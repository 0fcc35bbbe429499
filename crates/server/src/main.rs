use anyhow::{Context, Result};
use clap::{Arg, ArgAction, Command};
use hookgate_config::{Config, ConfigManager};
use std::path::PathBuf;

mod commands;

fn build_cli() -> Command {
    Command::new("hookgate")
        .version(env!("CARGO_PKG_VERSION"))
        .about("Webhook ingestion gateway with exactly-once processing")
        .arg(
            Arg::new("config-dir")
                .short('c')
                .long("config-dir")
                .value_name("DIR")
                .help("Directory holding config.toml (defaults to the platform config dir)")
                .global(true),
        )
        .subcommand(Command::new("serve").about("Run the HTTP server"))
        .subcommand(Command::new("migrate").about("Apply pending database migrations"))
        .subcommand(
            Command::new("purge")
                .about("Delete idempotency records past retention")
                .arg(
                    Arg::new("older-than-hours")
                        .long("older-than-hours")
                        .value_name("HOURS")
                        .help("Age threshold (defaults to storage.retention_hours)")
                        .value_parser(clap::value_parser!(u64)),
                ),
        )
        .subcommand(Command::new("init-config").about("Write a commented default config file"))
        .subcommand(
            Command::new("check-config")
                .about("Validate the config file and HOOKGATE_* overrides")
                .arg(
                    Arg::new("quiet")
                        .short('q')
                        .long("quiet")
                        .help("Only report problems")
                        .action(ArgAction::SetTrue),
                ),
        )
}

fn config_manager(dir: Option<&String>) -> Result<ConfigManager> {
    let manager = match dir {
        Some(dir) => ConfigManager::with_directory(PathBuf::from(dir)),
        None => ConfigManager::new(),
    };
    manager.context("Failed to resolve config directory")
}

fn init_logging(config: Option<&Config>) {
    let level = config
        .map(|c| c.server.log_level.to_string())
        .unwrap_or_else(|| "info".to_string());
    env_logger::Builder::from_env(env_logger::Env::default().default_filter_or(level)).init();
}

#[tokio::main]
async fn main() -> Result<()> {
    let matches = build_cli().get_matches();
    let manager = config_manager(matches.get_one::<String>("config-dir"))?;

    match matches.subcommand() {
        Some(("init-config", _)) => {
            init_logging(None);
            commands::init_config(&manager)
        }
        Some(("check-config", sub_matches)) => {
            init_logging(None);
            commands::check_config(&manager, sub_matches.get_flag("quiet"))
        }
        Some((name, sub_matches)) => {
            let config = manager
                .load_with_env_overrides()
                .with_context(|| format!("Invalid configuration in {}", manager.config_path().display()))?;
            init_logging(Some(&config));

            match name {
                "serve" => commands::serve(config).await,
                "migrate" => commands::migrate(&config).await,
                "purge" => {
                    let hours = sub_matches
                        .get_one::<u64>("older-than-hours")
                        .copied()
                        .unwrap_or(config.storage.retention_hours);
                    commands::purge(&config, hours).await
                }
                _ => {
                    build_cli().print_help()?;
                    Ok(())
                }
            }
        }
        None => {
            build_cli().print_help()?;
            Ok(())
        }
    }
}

Problem to solve: Show each line of the material that includes the word "quiet".

Task result:
                    Arg::new("quiet")
                        .long("quiet")
            commands::check_config(&manager, sub_matches.get_flag("quiet"))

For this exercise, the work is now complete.